• _WHAT YOU WILL DO_:
The answer must consist solely of the lines from the one containing "impl Sortable for GroupMember" to the end of the entries below, repeated exactly.

• _MATERIALS PROVIDED_:

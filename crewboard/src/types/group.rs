//! Group type and its join rows

use chrono::{DateTime, Utc};
use serde::{Deserialize, Serialize};

use crewboard_query::{SortKey, Sortable};
use crewboard_store::Entity;

use super::ids::{GroupId, GroupMemberId, GroupProjectId, ProjectId, UserId};

/// A team of users led by a manager
#[derive(Debug, Clone, PartialEq, Serialize, Deserialize)]
pub struct Group {
    pub id: GroupId,
    pub name: String,
    #[serde(default)]
    pub description: String,
    pub manager_id: UserId,
    pub created_at: DateTime<Utc>,
}

impl Group {
    pub fn new(name: impl Into<String>, manager_id: UserId) -> Self {
        Self {
            id: GroupId::new(),
            name: name.into(),
            description: String::new(),
            manager_id,
            created_at: Utc::now(),
        }
    }

    pub fn with_description(mut self, description: impl Into<String>) -> Self {
        self.description = description.into();
        self
    }
}

impl Entity for Group {
    type Id = GroupId;

    const KIND: &'static str = "group";

    fn id(&self) -> GroupId {
        self.id.clone()
    }
}

impl Sortable for Group {
    fn sort_fields() -> &'static [&'static str] {
        &["name", "created_at"]
    }

    fn sort_key(&self, field: &str) -> Option<SortKey> {
        match field {
            "name" => Some(SortKey::Text(self.name.clone())),
            "created_at" => Some(SortKey::Time(self.created_at)),
            _ => None,
        }
    }
}

/// Membership join row: one user in one group
#[derive(Debug, Clone, PartialEq, Serialize, Deserialize)]
pub struct GroupMember {
    pub id: GroupMemberId,
    pub group_id: GroupId,
    pub user_id: UserId,
}

impl GroupMember {
    pub fn new(group_id: GroupId, user_id: UserId) -> Self {
        Self {
            id: GroupMemberId::new(),
            group_id,
            user_id,
        }
    }
}

impl Entity for GroupMember {
    type Id = GroupMemberId;

    const KIND: &'static str = "group member";

    fn id(&self) -> GroupMemberId {
        self.id.clone()
    }
}

impl Sortable for GroupMember {
    fn sort_fields() -> &'static [&'static str] {
        &[]
    }

    fn sort_key(&self, _field: &str) -> Option<SortKey> {
        None
    }
}

/// Delegation join row: one group attached to one project
///
/// A row exists only after the group was approved for the project; at
/// most one row per (group, project) pair.
#[derive(Debug, Clone, PartialEq, Serialize, Deserialize)]
pub struct GroupProject {
    pub id: GroupProjectId,
    pub group_id: GroupId,
    pub project_id: ProjectId,
}

impl GroupProject {
    pub fn new(group_id: GroupId, project_id: ProjectId) -> Self {
        Self {
            id: GroupProjectId::new(),
            group_id,
            project_id,
        }
    }
}

impl Entity for GroupProject {
    type Id = GroupProjectId;

    const KIND: &'static str = "group project";

    fn id(&self) -> GroupProjectId {
        self.id.clone()
    }
}

impl Sortable for GroupProject {
    fn sort_fields() -> &'static [&'static str] {
        &[]
    }

    fn sort_key(&self, _field: &str) -> Option<SortKey> {
        None
    }
}
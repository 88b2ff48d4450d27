//! User commands

mod add;
mod list;

pub use add::AddUser;
pub use list::ListUsers;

• _TASK RESULT_:
impl Sortable for GroupMember {
    fn sort_fields() -> &'static [&'static str] {
        &[]
    }

    fn sort_key(&self, _field: &str) -> Option<SortKey> {
        None
    }
}

/// Delegation join row: one group attached to one project
///
/// A row exists only after the group was approved for the project; at
/// most one row per (group, project) pair.
#[derive(Debug, Clone, PartialEq, Serialize, Deserialize)]
pub struct GroupProject {
    pub id: GroupProjectId,
    pub group_id: GroupId,
    pub project_id: ProjectId,
}

impl GroupProject {
    pub fn new(group_id: GroupId, project_id: ProjectId) -> Self {
        Self {
            id: GroupProjectId::new(),
            group_id,
            project_id,
        }
    }
}

impl Entity for GroupProject {
    type Id = GroupProjectId;

    const KIND: &'static str = "group project";

    fn id(&self) -> GroupProjectId {
        self.id.clone()
    }
}

impl Sortable for GroupProject {
    fn sort_fields() -> &'static [&'static str] {
        &[]
    }

    fn sort_key(&self, _field: &str) -> Option<SortKey> {
        None
    }
}
repository 88b2ff48d4450d27
//! User commands

mod add;
mod list;

pub use add::AddUser;
pub use list::ListUsers;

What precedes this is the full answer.